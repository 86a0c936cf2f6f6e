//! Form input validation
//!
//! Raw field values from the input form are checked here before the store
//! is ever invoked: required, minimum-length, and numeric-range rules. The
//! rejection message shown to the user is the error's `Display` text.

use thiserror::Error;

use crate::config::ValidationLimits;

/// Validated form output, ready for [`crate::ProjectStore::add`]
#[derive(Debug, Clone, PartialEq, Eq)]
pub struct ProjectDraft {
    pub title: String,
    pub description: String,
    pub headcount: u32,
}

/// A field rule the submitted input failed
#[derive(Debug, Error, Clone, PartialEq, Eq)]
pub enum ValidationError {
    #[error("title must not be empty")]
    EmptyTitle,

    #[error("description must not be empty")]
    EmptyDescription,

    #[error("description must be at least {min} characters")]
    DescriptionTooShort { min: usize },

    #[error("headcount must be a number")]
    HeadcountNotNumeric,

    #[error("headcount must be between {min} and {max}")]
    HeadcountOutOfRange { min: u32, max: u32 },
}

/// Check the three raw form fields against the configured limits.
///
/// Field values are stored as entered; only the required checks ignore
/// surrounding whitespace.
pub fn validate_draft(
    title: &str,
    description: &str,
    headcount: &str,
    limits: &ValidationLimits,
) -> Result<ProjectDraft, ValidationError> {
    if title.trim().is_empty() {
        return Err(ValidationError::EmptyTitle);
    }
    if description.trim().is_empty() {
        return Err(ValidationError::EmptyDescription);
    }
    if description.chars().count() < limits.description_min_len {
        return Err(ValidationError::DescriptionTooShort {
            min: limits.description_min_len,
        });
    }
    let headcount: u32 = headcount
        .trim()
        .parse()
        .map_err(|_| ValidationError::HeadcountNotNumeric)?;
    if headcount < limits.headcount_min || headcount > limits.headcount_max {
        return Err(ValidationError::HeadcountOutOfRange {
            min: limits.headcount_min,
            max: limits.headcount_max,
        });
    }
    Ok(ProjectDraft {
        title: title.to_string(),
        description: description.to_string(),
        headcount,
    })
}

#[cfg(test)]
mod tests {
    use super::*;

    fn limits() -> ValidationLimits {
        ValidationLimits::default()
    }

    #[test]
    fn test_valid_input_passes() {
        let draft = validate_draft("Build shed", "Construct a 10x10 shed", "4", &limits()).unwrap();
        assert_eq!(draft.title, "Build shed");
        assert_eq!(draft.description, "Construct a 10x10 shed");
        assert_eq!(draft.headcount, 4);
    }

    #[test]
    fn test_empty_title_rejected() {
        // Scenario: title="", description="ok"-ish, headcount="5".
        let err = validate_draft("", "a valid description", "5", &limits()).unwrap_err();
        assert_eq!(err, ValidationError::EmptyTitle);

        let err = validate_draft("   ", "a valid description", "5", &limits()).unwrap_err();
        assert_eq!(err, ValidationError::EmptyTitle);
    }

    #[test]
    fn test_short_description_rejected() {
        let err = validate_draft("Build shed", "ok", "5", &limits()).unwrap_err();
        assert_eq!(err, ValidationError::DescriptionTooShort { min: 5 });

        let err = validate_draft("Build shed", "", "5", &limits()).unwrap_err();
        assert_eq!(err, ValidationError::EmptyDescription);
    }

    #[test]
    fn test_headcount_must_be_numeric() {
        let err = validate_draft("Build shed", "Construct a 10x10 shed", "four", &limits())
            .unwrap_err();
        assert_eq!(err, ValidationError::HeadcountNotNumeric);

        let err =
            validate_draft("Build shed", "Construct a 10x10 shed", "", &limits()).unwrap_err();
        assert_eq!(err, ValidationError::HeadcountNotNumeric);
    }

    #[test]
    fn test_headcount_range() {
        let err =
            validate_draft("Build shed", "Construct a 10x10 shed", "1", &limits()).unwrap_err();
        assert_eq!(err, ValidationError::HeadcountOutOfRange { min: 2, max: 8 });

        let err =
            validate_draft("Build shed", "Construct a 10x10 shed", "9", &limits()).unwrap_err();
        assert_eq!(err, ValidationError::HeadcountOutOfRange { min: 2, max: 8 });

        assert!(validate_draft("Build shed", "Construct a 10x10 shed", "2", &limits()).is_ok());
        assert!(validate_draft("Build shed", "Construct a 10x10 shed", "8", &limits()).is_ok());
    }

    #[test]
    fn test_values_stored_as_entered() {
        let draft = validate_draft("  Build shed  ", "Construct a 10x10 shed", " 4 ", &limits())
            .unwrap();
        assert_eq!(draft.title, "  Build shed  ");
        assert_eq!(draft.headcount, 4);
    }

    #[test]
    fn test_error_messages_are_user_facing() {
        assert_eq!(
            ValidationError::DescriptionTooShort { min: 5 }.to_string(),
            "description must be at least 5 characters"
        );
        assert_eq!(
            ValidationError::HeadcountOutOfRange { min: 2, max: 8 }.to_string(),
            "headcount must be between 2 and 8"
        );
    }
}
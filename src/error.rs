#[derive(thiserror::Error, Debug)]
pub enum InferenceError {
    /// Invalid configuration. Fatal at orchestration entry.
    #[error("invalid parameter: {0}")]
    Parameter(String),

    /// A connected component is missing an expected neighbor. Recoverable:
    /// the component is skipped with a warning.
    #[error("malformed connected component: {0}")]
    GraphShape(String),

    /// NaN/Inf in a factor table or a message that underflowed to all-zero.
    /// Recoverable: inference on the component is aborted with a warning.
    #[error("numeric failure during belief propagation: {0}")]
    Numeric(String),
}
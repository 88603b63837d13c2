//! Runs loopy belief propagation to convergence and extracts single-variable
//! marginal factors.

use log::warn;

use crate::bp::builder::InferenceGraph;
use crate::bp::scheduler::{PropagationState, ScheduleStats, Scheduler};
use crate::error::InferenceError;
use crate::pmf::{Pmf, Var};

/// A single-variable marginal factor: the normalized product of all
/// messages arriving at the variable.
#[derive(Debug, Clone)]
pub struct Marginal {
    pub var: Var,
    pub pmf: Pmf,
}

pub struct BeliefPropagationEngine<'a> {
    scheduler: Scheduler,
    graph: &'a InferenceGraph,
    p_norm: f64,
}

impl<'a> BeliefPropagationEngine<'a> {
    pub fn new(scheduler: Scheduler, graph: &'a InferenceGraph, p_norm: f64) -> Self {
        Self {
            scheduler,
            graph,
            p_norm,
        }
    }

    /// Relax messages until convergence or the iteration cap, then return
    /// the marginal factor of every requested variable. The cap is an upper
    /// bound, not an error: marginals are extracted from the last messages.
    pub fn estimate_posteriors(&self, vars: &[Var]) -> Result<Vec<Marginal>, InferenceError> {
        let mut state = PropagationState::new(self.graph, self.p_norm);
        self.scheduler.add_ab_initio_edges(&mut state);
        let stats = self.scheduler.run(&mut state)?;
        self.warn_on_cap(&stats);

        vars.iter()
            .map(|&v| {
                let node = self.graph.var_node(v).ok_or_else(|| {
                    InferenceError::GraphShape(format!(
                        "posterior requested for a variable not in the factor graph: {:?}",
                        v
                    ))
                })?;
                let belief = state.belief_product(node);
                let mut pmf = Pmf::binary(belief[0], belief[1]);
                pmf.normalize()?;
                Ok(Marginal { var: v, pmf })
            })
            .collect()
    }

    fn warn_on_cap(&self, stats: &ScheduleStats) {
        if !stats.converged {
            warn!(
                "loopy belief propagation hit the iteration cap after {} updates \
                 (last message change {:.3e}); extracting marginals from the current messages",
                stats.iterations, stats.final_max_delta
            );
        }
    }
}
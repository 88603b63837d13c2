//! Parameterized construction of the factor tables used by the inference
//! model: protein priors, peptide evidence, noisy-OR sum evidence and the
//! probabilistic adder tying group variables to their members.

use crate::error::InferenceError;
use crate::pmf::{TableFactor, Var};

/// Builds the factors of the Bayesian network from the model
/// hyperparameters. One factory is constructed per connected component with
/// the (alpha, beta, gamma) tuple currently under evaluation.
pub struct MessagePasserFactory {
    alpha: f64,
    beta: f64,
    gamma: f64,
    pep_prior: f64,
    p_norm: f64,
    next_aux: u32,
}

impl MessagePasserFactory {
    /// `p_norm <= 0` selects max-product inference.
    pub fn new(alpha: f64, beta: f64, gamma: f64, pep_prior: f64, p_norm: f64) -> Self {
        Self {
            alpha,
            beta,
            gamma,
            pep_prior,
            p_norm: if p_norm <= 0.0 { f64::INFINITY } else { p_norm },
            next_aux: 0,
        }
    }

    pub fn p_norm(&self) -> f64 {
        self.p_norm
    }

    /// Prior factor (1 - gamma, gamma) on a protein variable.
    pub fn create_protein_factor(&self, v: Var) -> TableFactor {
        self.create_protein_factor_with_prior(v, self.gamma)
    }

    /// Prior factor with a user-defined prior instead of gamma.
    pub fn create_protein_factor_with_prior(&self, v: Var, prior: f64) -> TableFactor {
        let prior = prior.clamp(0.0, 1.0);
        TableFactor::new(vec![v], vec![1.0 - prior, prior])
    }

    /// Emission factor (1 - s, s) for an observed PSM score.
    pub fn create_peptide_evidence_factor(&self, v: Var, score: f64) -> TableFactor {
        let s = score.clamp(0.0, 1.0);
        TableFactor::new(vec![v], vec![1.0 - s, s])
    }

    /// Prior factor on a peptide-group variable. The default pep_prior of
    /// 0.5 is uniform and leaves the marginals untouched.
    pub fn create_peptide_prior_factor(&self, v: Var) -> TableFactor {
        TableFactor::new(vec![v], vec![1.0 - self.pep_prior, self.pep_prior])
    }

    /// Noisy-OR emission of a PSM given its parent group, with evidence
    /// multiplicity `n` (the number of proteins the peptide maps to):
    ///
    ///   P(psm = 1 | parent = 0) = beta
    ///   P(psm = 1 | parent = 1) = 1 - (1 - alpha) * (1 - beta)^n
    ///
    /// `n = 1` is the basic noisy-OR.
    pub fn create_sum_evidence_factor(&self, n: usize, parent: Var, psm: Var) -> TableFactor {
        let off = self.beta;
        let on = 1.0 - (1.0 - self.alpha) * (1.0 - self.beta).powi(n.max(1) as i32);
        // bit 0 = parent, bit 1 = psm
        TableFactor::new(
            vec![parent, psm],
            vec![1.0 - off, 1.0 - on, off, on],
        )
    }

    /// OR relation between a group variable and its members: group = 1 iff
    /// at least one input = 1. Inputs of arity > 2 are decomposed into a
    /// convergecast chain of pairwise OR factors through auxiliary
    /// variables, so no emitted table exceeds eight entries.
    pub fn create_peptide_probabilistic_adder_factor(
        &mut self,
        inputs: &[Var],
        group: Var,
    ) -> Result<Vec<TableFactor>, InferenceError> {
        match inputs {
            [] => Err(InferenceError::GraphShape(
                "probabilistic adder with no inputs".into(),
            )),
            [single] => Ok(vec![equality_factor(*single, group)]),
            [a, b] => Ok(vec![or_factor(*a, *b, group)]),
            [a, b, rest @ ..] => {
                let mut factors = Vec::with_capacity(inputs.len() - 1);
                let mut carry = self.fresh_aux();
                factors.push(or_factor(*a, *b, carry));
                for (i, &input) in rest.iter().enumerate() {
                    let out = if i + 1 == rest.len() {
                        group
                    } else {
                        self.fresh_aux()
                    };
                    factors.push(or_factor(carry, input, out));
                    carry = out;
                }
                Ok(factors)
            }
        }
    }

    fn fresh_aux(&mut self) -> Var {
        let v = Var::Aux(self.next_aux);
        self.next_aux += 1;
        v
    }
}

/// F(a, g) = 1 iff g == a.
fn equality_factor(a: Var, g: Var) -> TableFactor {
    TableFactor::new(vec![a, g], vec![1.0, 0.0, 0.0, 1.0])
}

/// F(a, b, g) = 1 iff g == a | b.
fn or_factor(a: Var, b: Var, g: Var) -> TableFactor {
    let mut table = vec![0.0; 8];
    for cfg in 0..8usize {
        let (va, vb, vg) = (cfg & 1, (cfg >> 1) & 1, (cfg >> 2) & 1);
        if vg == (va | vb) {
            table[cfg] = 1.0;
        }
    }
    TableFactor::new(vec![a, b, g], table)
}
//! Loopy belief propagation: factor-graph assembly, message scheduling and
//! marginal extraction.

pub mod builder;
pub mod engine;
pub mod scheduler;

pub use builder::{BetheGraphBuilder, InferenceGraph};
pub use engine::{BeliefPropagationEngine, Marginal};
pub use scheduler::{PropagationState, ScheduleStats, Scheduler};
============================================================
» WHAT YOU HAVE TO DO
In the entries above, how many lines hold "default"? Answer with the number alone.

» SOLUTION TO THIS PROBLEM
2